**TASK OBJECTIVE:** How many lines below contain the string "ctags"? Reply with the figure and no further words.

### STUDY MATERIAL

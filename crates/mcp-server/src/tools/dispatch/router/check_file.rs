use super::super::{
    arg_or, compute_check_file_report, text_result, CallToolResult, CheckFileRequest,
    ClangdMcpService, McpError,
};

const DEFAULT_BUILD_DIR: &str = "build";

/// Diagnostics for one file (clangd, then compiler fallback).
pub(in crate::tools::dispatch) async fn check_file(
    service: &ClangdMcpService,
    request: CheckFileRequest,
) -> Result<CallToolResult, McpError> {
    let build_dir = arg_or(request.build_dir.as_deref(), DEFAULT_BUILD_DIR);
    log::debug!("check_file {} (build_dir={build_dir})", request.file_path);

    let report = compute_check_file_report(service.config(), &request.file_path, build_dir).await;
    Ok(text_result(report))
}
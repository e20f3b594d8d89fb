#![allow(dead_code)]

use anyhow::{Context, Result};
use rmcp::model::{CallToolRequestParam, CallToolResult};
use rmcp::service::{RunningService, ServiceExt};
use rmcp::RoleClient;
use rmcp::transport::TokioChildProcess;
use std::path::{Path, PathBuf};
use std::time::Duration;
use tokio::process::Command;

pub fn locate_clangd_mcp_bin() -> Result<PathBuf> {
    if let Some(path) = option_env!("CARGO_BIN_EXE_clangd-mcp") {
        return Ok(PathBuf::from(path));
    }

    // Cargo doesn't always expose CARGO_BIN_EXE_* at runtime. Derive it from the test exe path:
    // `.../target/{debug|release}/deps/<test>` → `.../target/{debug|release}/clangd-mcp`
    if let Ok(exe) = std::env::current_exe() {
        if let Some(target_profile_dir) = exe.parent().and_then(|p| p.parent()) {
            let candidate = target_profile_dir.join("clangd-mcp");
            if candidate.exists() {
                return Ok(candidate);
            }
        }
    }

    let manifest_dir = PathBuf::from(env!("CARGO_MANIFEST_DIR"));
    let repo_root = manifest_dir
        .ancestors()
        .nth(2)
        .context("failed to resolve repo root from CARGO_MANIFEST_DIR")?;
    for rel in ["target/debug/clangd-mcp", "target/release/clangd-mcp"] {
        let candidate = repo_root.join(rel);
        if candidate.exists() {
            return Ok(candidate);
        }
    }

    anyhow::bail!("failed to locate clangd-mcp binary; build with: cargo build -p clangd-mcp")
}

/// Writes a config that points every external tool at a binary that does not exist,
/// so tool output does not depend on what the host has installed.
pub fn write_offline_config(dir: &Path) -> Result<PathBuf> {
    let path = dir.join("clangd-mcp.toml");
    std::fs::write(
        &path,
        r#"
clangd_candidates = ["clangd-mcp-test-missing-clangd"]
compilers = ["clangd-mcp-test-missing-cc"]
ctags = "clangd-mcp-test-missing-ctags"
clang_format_candidates = ["clangd-mcp-test-missing-format"]

[timeouts]
probe = 2
"#,
    )
    .context("write offline config")?;
    Ok(path)
}

pub async fn start_server(config: Option<&Path>) -> Result<RunningService<RoleClient, ()>> {
    let bin = locate_clangd_mcp_bin()?;
    let mut cmd = Command::new(bin);
    if let Some(config) = config {
        cmd.arg("--config").arg(config);
    }
    cmd.env("RUST_LOG", "warn");

    let transport = TokioChildProcess::new(cmd).context("spawn mcp server")?;
    tokio::time::timeout(Duration::from_secs(10), ().serve(transport))
        .await
        .context("timeout starting MCP server")?
        .context("MCP handshake failed")
}

pub async fn call_tool(
    service: &RunningService<RoleClient, ()>,
    name: &'static str,
    arguments: serde_json::Value,
) -> Result<CallToolResult> {
    let arguments = arguments
        .as_object()
        .cloned()
        .context("tool arguments must be a JSON object")?;
    tokio::time::timeout(
        Duration::from_secs(20),
        service.call_tool(CallToolRequestParam {
            name: name.into(),
            arguments: Some(arguments),
        }),
    )
    .await
    .with_context(|| format!("timeout calling {name}"))?
    .with_context(|| format!("call {name}"))
}

pub fn result_text(result: &CallToolResult) -> String {
    result
        .content
        .iter()
        .filter_map(|c| c.as_text().map(|t| t.text.clone()))
        .collect::<Vec<_>>()
        .join("\n")
}
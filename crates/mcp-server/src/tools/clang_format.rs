use clangd_toolchain::{find_executable, run_command, ToolchainConfig};
use std::path::Path;

use super::util::{file_not_found, read_source};

const MAX_DIFF_ENTRIES: usize = 30;

/// Per-line comparison of `original` and `formatted` (same index, literal inequality).
pub(super) fn line_diff(original: &str, formatted: &str) -> Vec<String> {
    let orig_lines: Vec<&str> = original.split('\n').collect();
    let fmt_lines: Vec<&str> = formatted.split('\n').collect();

    let mut diffs: Vec<String> = orig_lines
        .iter()
        .zip(fmt_lines.iter())
        .enumerate()
        .filter(|(_, (a, b))| a != b)
        .map(|(idx, (a, b))| format!("  L{}:\n    - {a}\n    + {b}", idx + 1))
        .collect();
    if orig_lines.len() != fmt_lines.len() {
        diffs.push(format!(
            "  Line count: {} -> {}",
            orig_lines.len(),
            fmt_lines.len()
        ));
    }
    diffs
}

pub(super) async fn compute_clang_format_report(
    config: &ToolchainConfig,
    file_path: &str,
    style: &str,
    dry_run: bool,
) -> String {
    if !Path::new(file_path).exists() {
        return file_not_found(file_path);
    }

    let clang_format =
        find_executable(&config.clang_format_candidates, config.timeouts.probe()).await;
    if clang_format.is_empty() {
        return format!(
            "clang-format is not installed (tried: {}).",
            config.clang_format_candidates.join(", ")
        );
    }

    let mut cmd = vec![clang_format, format!("--style={style}")];
    if !dry_run {
        cmd.push("-i".to_string());
        cmd.push(file_path.to_string());
        let result = run_command(&cmd, None, config.timeouts.format()).await;
        if result.success() {
            return format!("Formatted {file_path} in place.");
        }
        return format!("clang-format failed: {}", result.stderr);
    }

    let original = match read_source(file_path) {
        Ok(text) => text,
        Err(message) => return message,
    };
    cmd.push(file_path.to_string());
    let result = run_command(&cmd, None, config.timeouts.format()).await;
    if !result.success() {
        return format!("clang-format failed: {}", result.stderr);
    }
    if result.stdout == original {
        return format!("File {file_path} is already formatted.");
    }

    let diffs = line_diff(&original, &result.stdout);
    let shown: Vec<&str> = diffs
        .iter()
        .take(MAX_DIFF_ENTRIES)
        .map(String::as_str)
        .collect();
    format!("Format changes for {file_path}:\n{}", shown.join("\n"))
}
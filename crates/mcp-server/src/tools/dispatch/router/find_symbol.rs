use super::super::{
    arg_or, compute_find_symbol_report, text_result, CallToolResult, ClangdMcpService,
    FindSymbolRequest, McpError,
};
use regex::RegexBuilder;

use super::error::{internal_error, invalid_request};

const DEFAULT_DIRECTORY: &str = "src";
const DEFAULT_EXTENSIONS: &str = ".cpp,.h,.hpp,.c";

fn build_regex(pattern: &str) -> Result<regex::Regex, String> {
    RegexBuilder::new(pattern)
        .build()
        .map_err(|err| format!("Invalid regex '{pattern}': {err}"))
}

/// Regex search across the source tree (blocking walk off the async runtime).
pub(in crate::tools::dispatch) async fn find_symbol(
    _service: &ClangdMcpService,
    request: FindSymbolRequest,
) -> Result<CallToolResult, McpError> {
    if request.symbol.is_empty() {
        return Ok(invalid_request("Symbol pattern must not be empty"));
    }
    let regex = match build_regex(&request.symbol) {
        Ok(re) => re,
        Err(msg) => return Ok(invalid_request(msg)),
    };

    let directory = arg_or(request.directory.as_deref(), DEFAULT_DIRECTORY).to_string();
    let extensions = arg_or(request.extensions.as_deref(), DEFAULT_EXTENSIONS).to_string();
    log::debug!(
        "find_symbol '{}' in {directory} ({extensions})",
        request.symbol
    );

    let symbol = request.symbol;
    let report = tokio::task::spawn_blocking(move || {
        compute_find_symbol_report(&regex, &symbol, &directory, &extensions)
    })
    .await;
    match report {
        Ok(report) => Ok(text_result(report)),
        Err(err) => Ok(internal_error(format!("find_symbol task failed: {err}"))),
    }
}
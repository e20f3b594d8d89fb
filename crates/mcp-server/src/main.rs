//! clangd-mcp server
//!
//! Exposes C/C++ code analysis to AI agents via MCP protocol, by driving clangd, ctags,
//! clang-format and the host compilers.
//!
//! ## Tools
//!
//! - `check_file` - clangd diagnostics (compiler syntax-check fallback)
//! - `find_symbol` - Regex symbol search across C/C++ sources
//! - `get_includes` - `#include` directives, system vs local
//! - `list_functions` - Functions via ctags (regex fallback)
//! - `clang_format` - Diff preview or in-place formatting
//!
//! ## Usage
//!
//! Add to your MCP client configuration:
//! ```json
//! {
//!   "mcpServers": {
//!     "clangd": {
//!       "command": "clangd-mcp",
//!       "args": ["--config", "/path/to/clangd-mcp.toml"]
//!     }
//!   }
//! }
//! ```

use anyhow::{Context, Result};
use clangd_toolchain::ToolchainConfig;
use rmcp::transport::stdio;
use rmcp::ServiceExt;
use std::env;
use std::path::PathBuf;

#[cfg(test)]
mod test_support;
mod tools;

use tools::catalog;
use tools::ClangdMcpService;

fn print_help() {
    println!("clangd-mcp: MCP server for C/C++ code analysis");
    println!();
    println!("Usage: clangd-mcp [--config <path>] [--print-tools|--version|--help]");
    println!();
    println!("Flags:");
    println!("  --config <path>  Load toolchain settings from a TOML file");
    println!("  --print-tools    Print tool inventory as JSON and exit");
    println!("  --version        Print version and exit");
    println!("  --help           Print this help and exit");
}

enum CliAction {
    Serve { config_path: Option<PathBuf> },
    Exit(i32),
}

fn handle_cli_args() -> CliAction {
    let args: Vec<String> = env::args().skip(1).collect();
    let mut config_path: Option<PathBuf> = None;

    let mut it = args.iter();
    while let Some(arg) = it.next() {
        match arg.as_str() {
            "--print-tools" => {
                let payload = catalog::tool_inventory_json(env!("CARGO_PKG_VERSION"));
                println!("{payload}");
                return CliAction::Exit(0);
            }
            "--version" | "-V" => {
                println!("clangd-mcp {}", env!("CARGO_PKG_VERSION"));
                return CliAction::Exit(0);
            }
            "--help" | "-h" => {
                print_help();
                return CliAction::Exit(0);
            }
            "--config" => match it.next() {
                Some(path) => config_path = Some(PathBuf::from(path)),
                None => {
                    eprintln!("--config requires a path");
                    print_help();
                    return CliAction::Exit(2);
                }
            },
            _ => {
                eprintln!("Unknown arguments: {}", args.join(" "));
                print_help();
                return CliAction::Exit(2);
            }
        }
    }

    CliAction::Serve { config_path }
}

#[tokio::main]
async fn main() -> Result<()> {
    let config_path = match handle_cli_args() {
        CliAction::Serve { config_path } => config_path,
        CliAction::Exit(code) => std::process::exit(code),
    };

    // Configure logging to stderr only (stdout is for MCP protocol)
    env_logger::Builder::from_env(env_logger::Env::default().default_filter_or("warn"))
        .target(env_logger::Target::Stderr)
        .init();

    let config = match config_path {
        Some(path) => ToolchainConfig::from_file(&path)
            .with_context(|| format!("Failed to load config {}", path.display()))?,
        None => ToolchainConfig::default(),
    };
    log::debug!("toolchain config: {config:?}");

    log::info!("Starting clangd-mcp server");

    let service = ClangdMcpService::new(config);
    let server = service.serve(stdio()).await?;

    // Wait for shutdown
    server.waiting().await?;

    log::info!("clangd-mcp server stopped");
    Ok(())
}
use clangd_toolchain::{find_executable, run_command, truncate_chars, ToolchainConfig};
use once_cell::sync::Lazy;
use regex::Regex;
use std::path::Path;

use super::util::{file_not_found, MAX_RAW_OUTPUT_CHARS};

/// `<path>:<line>:<col>: <severity>: ...`
static DIAGNOSTIC_LINE: Lazy<Regex> = Lazy::new(|| {
    Regex::new(r"^.+:\d+:\d+: (?:error|warning|note):").expect("diagnostic pattern is valid")
});

/// Lines of `output` that look like compiler diagnostics, in emission order.
pub(super) fn extract_diagnostics(output: &str) -> Vec<&str> {
    output
        .lines()
        .filter(|line| DIAGNOSTIC_LINE.is_match(line))
        .collect()
}

/// Diagnose `file_path` with clangd, falling back to a compiler syntax check.
pub(super) async fn compute_check_file_report(
    config: &ToolchainConfig,
    file_path: &str,
    build_dir: &str,
) -> String {
    if !Path::new(file_path).exists() {
        return file_not_found(file_path);
    }

    let clangd = find_executable(&config.clangd_candidates, config.timeouts.probe()).await;
    if clangd.is_empty() {
        log::debug!("clangd not found; falling back to compiler syntax check");
        return check_with_compiler(config, file_path).await;
    }

    let mut cmd = vec![clangd, format!("--check={file_path}")];
    if Path::new(build_dir).join("compile_commands.json").exists() {
        cmd.push(format!("--compile-commands-dir={build_dir}"));
    }

    let result = run_command(&cmd, None, config.timeouts.check()).await;
    let output = result.stderr.as_str();

    let diagnostics = extract_diagnostics(output);
    if !diagnostics.is_empty() {
        return format!("Diagnostics for {file_path}:\n{}", diagnostics.join("\n"));
    }
    if !output.trim().is_empty() {
        return format!(
            "clangd output:\n{}",
            truncate_chars(output, MAX_RAW_OUTPUT_CHARS)
        );
    }
    format!("No issues found in {file_path}")
}

async fn check_with_compiler(config: &ToolchainConfig, file_path: &str) -> String {
    for compiler in &config.compilers {
        let cmd = config.syntax_check_command(compiler, file_path);
        let result = run_command(&cmd, None, config.timeouts.compiler()).await;
        if result.is_not_found() {
            log::debug!("compiler {compiler} not available");
            continue;
        }
        if result.success() {
            return format!("No syntax errors in {file_path}");
        }
        // MSVC reports diagnostics on stdout.
        let details = if result.stderr.trim().is_empty() {
            &result.stdout
        } else {
            &result.stderr
        };
        return format!(
            "Issues found ({compiler}):\n{}",
            truncate_chars(details, MAX_RAW_OUTPUT_CHARS)
        );
    }

    let tried: Vec<&str> = config
        .clangd_candidates
        .iter()
        .chain(config.compilers.iter())
        .map(String::as_str)
        .collect();
    format!(
        "No compatible C/C++ tool is installed (tried: {}). Install clangd, clang++, or g++.",
        tried.join(", ")
    )
}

######

**RESPONSE AREA:** 3